[[ GIVEN RECORDS open ]]

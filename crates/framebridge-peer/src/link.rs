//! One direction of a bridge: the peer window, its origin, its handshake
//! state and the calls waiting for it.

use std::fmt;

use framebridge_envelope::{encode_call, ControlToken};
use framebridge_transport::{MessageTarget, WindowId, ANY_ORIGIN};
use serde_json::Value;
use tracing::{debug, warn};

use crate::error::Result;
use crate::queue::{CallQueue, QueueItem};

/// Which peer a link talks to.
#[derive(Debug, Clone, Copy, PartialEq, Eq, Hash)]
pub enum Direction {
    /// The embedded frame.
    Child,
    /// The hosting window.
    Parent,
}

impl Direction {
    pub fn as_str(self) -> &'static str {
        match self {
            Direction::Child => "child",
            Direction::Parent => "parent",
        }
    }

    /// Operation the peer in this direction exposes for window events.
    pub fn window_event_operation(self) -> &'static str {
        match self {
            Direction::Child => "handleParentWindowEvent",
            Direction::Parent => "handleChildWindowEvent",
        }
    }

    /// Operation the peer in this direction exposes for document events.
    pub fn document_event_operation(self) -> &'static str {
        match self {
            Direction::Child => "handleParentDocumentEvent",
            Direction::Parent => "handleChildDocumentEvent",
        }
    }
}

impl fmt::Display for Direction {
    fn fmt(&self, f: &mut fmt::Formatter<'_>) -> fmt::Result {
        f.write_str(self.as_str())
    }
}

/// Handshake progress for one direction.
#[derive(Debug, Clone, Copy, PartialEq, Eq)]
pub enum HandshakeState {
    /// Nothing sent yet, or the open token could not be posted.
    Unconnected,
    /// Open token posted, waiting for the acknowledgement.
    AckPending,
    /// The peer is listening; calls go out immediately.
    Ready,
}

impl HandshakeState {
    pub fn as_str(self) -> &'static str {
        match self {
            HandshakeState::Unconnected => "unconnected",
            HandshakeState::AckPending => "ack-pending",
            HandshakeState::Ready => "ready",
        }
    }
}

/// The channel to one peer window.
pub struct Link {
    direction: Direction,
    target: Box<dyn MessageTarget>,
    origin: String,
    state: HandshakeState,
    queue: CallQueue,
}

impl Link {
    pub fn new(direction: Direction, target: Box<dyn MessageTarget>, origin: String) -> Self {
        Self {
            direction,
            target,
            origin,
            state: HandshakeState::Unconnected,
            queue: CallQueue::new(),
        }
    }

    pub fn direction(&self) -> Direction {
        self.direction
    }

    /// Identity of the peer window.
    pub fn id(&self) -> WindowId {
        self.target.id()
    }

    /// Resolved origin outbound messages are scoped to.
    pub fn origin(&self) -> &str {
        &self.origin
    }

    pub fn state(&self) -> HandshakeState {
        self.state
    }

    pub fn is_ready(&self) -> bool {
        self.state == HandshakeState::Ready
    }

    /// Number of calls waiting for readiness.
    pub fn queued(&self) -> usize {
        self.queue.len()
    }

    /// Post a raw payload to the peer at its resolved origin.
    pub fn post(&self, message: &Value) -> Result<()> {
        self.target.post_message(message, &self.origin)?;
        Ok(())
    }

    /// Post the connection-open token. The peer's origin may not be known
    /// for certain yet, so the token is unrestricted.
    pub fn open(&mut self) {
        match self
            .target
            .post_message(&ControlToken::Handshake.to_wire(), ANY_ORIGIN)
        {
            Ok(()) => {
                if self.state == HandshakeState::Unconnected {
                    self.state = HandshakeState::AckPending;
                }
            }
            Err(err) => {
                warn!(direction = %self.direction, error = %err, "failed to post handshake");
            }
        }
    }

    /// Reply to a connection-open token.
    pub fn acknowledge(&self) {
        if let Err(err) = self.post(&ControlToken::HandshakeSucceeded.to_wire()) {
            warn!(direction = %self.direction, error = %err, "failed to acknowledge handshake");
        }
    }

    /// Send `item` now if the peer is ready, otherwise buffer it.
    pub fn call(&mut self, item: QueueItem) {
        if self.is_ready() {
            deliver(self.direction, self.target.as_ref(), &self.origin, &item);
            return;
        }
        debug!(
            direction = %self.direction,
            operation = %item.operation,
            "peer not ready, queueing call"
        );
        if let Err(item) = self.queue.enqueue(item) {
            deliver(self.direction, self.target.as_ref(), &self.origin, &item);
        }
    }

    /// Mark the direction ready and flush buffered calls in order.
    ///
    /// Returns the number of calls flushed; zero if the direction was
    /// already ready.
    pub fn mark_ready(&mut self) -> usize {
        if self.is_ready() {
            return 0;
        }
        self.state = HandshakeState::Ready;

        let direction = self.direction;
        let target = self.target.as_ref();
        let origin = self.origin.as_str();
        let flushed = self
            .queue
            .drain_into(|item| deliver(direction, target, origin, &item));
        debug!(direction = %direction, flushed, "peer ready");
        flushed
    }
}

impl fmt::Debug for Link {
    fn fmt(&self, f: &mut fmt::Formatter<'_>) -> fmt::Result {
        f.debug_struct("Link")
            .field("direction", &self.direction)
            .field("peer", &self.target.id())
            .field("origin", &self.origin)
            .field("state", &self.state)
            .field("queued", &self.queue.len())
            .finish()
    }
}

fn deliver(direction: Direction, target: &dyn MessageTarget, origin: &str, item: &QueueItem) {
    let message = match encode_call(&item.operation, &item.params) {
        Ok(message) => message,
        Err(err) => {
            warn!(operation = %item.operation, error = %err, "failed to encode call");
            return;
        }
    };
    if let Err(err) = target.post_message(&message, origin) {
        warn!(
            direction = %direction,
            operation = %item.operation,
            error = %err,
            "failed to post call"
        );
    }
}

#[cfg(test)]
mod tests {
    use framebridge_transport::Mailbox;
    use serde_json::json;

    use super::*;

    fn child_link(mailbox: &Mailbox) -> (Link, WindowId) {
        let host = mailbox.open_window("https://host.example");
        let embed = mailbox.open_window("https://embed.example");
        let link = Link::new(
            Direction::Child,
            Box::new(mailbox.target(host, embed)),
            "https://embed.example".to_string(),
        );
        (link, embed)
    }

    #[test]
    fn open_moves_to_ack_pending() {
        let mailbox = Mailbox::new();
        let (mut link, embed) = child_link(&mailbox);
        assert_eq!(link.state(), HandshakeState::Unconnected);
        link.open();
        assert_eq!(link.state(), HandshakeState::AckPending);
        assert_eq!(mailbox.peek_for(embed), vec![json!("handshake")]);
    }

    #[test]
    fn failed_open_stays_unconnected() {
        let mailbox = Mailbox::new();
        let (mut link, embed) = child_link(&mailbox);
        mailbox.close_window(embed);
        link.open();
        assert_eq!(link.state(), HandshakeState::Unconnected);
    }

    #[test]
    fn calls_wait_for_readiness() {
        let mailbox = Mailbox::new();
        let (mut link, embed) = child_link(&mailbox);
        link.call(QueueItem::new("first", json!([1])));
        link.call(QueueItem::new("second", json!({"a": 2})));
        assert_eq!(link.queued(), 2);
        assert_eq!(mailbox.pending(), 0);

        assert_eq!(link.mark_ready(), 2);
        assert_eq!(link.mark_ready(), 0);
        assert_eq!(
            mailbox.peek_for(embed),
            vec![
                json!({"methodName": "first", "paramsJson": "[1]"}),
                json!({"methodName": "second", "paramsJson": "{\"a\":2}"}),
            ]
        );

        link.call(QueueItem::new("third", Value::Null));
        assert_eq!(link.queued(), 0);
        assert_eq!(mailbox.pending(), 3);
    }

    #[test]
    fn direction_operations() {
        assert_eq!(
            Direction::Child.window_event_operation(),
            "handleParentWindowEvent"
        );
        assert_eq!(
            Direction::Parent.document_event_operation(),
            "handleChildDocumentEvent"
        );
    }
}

[[ GIVEN RECORDS closed ]]

The output should be the entire listing, exactly as it is.

**ANSWER TO THE EXERCISE:**
filename crates/framebridge-peer/src/link.rs
//! One direction of a bridge: the peer window, its origin, its handshake
//! state and the calls waiting for it.

use std::fmt;

use framebridge_envelope::{encode_call, ControlToken};
use framebridge_transport::{MessageTarget, WindowId, ANY_ORIGIN};
use serde_json::Value;
use tracing::{debug, warn};

use crate::error::Result;
use crate::queue::{CallQueue, QueueItem};

/// Which peer a link talks to.
#[derive(Debug, Clone, Copy, PartialEq, Eq, Hash)]
pub enum Direction {
    /// The embedded frame.
    Child,
    /// The hosting window.
    Parent,
}

impl Direction {
    pub fn as_str(self) -> &'static str {
        match self {
            Direction::Child => "child",
            Direction::Parent => "parent",
        }
    }

    /// Operation the peer in this direction exposes for window events.
    pub fn window_event_operation(self) -> &'static str {
        match self {
            Direction::Child => "handleParentWindowEvent",
            Direction::Parent => "handleChildWindowEvent",
        }
    }

    /// Operation the peer in this direction exposes for document events.
    pub fn document_event_operation(self) -> &'static str {
        match self {
            Direction::Child => "handleParentDocumentEvent",
            Direction::Parent => "handleChildDocumentEvent",
        }
    }
}

impl fmt::Display for Direction {
    fn fmt(&self, f: &mut fmt::Formatter<'_>) -> fmt::Result {
        f.write_str(self.as_str())
    }
}

/// Handshake progress for one direction.
#[derive(Debug, Clone, Copy, PartialEq, Eq)]
pub enum HandshakeState {
    /// Nothing sent yet, or the open token could not be posted.
    Unconnected,
    /// Open token posted, waiting for the acknowledgement.
    AckPending,
    /// The peer is listening; calls go out immediately.
    Ready,
}

impl HandshakeState {
    pub fn as_str(self) -> &'static str {
        match self {
            HandshakeState::Unconnected => "unconnected",
            HandshakeState::AckPending => "ack-pending",
            HandshakeState::Ready => "ready",
        }
    }
}

/// The channel to one peer window.
pub struct Link {
    direction: Direction,
    target: Box<dyn MessageTarget>,
    origin: String,
    state: HandshakeState,
    queue: CallQueue,
}

impl Link {
    pub fn new(direction: Direction, target: Box<dyn MessageTarget>, origin: String) -> Self {
        Self {
            direction,
            target,
            origin,
            state: HandshakeState::Unconnected,
            queue: CallQueue::new(),
        }
    }

    pub fn direction(&self) -> Direction {
        self.direction
    }

    /// Identity of the peer window.
    pub fn id(&self) -> WindowId {
        self.target.id()
    }

    /// Resolved origin outbound messages are scoped to.
    pub fn origin(&self) -> &str {
        &self.origin
    }

    pub fn state(&self) -> HandshakeState {
        self.state
    }

    pub fn is_ready(&self) -> bool {
        self.state == HandshakeState::Ready
    }

    /// Number of calls waiting for readiness.
    pub fn queued(&self) -> usize {
        self.queue.len()
    }

    /// Post a raw payload to the peer at its resolved origin.
    pub fn post(&self, message: &Value) -> Result<()> {
        self.target.post_message(message, &self.origin)?;
        Ok(())
    }

    /// Post the connection-open token. The peer's origin may not be known
    /// for certain yet, so the token is unrestricted.
    pub fn open(&mut self) {
        match self
            .target
            .post_message(&ControlToken::Handshake.to_wire(), ANY_ORIGIN)
        {
            Ok(()) => {
                if self.state == HandshakeState::Unconnected {
                    self.state = HandshakeState::AckPending;
                }
            }
            Err(err) => {
                warn!(direction = %self.direction, error = %err, "failed to post handshake");
            }
        }
    }

    /// Reply to a connection-open token.
    pub fn acknowledge(&self) {
        if let Err(err) = self.post(&ControlToken::HandshakeSucceeded.to_wire()) {
            warn!(direction = %self.direction, error = %err, "failed to acknowledge handshake");
        }
    }

    /// Send `item` now if the peer is ready, otherwise buffer it.
    pub fn call(&mut self, item: QueueItem) {
        if self.is_ready() {
            deliver(self.direction, self.target.as_ref(), &self.origin, &item);
            return;
        }
        debug!(
            direction = %self.direction,
            operation = %item.operation,
            "peer not ready, queueing call"
        );
        if let Err(item) = self.queue.enqueue(item) {
            deliver(self.direction, self.target.as_ref(), &self.origin, &item);
        }
    }

    /// Mark the direction ready and flush buffered calls in order.
    ///
    /// Returns the number of calls flushed; zero if the direction was
    /// already ready.
    pub fn mark_ready(&mut self) -> usize {
        if self.is_ready() {
            return 0;
        }
        self.state = HandshakeState::Ready;

        let direction = self.direction;
        let target = self.target.as_ref();
        let origin = self.origin.as_str();
        let flushed = self
            .queue
            .drain_into(|item| deliver(direction, target, origin, &item));
        debug!(direction = %direction, flushed, "peer ready");
        flushed
    }
}

impl fmt::Debug for Link {
    fn fmt(&self, f: &mut fmt::Formatter<'_>) -> fmt::Result {
        f.debug_struct("Link")
            .field("direction", &self.direction)
            .field("peer", &self.target.id())
            .field("origin", &self.origin)
            .field("state", &self.state)
            .field("queued", &self.queue.len())
            .finish()
    }
}

fn deliver(direction: Direction, target: &dyn MessageTarget, origin: &str, item: &QueueItem) {
    let message = match encode_call(&item.operation, &item.params) {
        Ok(message) => message,
        Err(err) => {
            warn!(operation = %item.operation, error = %err, "failed to encode call");
            return;
        }
    };
    if let Err(err) = target.post_message(&message, origin) {
        warn!(
            direction = %direction,
            operation = %item.operation,
            error = %err,
            "failed to post call"
        );
    }
}

#[cfg(test)]
mod tests {
    use framebridge_transport::Mailbox;
    use serde_json::json;

    use super::*;

    fn child_link(mailbox: &Mailbox) -> (Link, WindowId) {
        let host = mailbox.open_window("https://host.example");
        let embed = mailbox.open_window("https://embed.example");
        let link = Link::new(
            Direction::Child,
            Box::new(mailbox.target(host, embed)),
            "https://embed.example".to_string(),
        );
        (link, embed)
    }

    #[test]
    fn open_moves_to_ack_pending() {
        let mailbox = Mailbox::new();
        let (mut link, embed) = child_link(&mailbox);
        assert_eq!(link.state(), HandshakeState::Unconnected);
        link.open();
        assert_eq!(link.state(), HandshakeState::AckPending);
        assert_eq!(mailbox.peek_for(embed), vec![json!("handshake")]);
    }

    #[test]
    fn failed_open_stays_unconnected() {
        let mailbox = Mailbox::new();
        let (mut link, embed) = child_link(&mailbox);
        mailbox.close_window(embed);
        link.open();
        assert_eq!(link.state(), HandshakeState::Unconnected);
    }

    #[test]
    fn calls_wait_for_readiness() {
        let mailbox = Mailbox::new();
        let (mut link, embed) = child_link(&mailbox);
        link.call(QueueItem::new("first", json!([1])));
        link.call(QueueItem::new("second", json!({"a": 2})));
        assert_eq!(link.queued(), 2);
        assert_eq!(mailbox.pending(), 0);

        assert_eq!(link.mark_ready(), 2);
        assert_eq!(link.mark_ready(), 0);
        assert_eq!(
            mailbox.peek_for(embed),
            vec![
                json!({"methodName": "first", "paramsJson": "[1]"}),
                json!({"methodName": "second", "paramsJson": "{\"a\":2}"}),
            ]
        );

        link.call(QueueItem::new("third", Value::Null));
        assert_eq!(link.queued(), 0);
        assert_eq!(mailbox.pending(), 3);
    }

    #[test]
    fn direction_operations() {
        assert_eq!(
            Direction::Child.window_event_operation(),
            "handleParentWindowEvent"
        );
        assert_eq!(
            Direction::Parent.document_event_operation(),
            "handleChildDocumentEvent"
        );
    }
}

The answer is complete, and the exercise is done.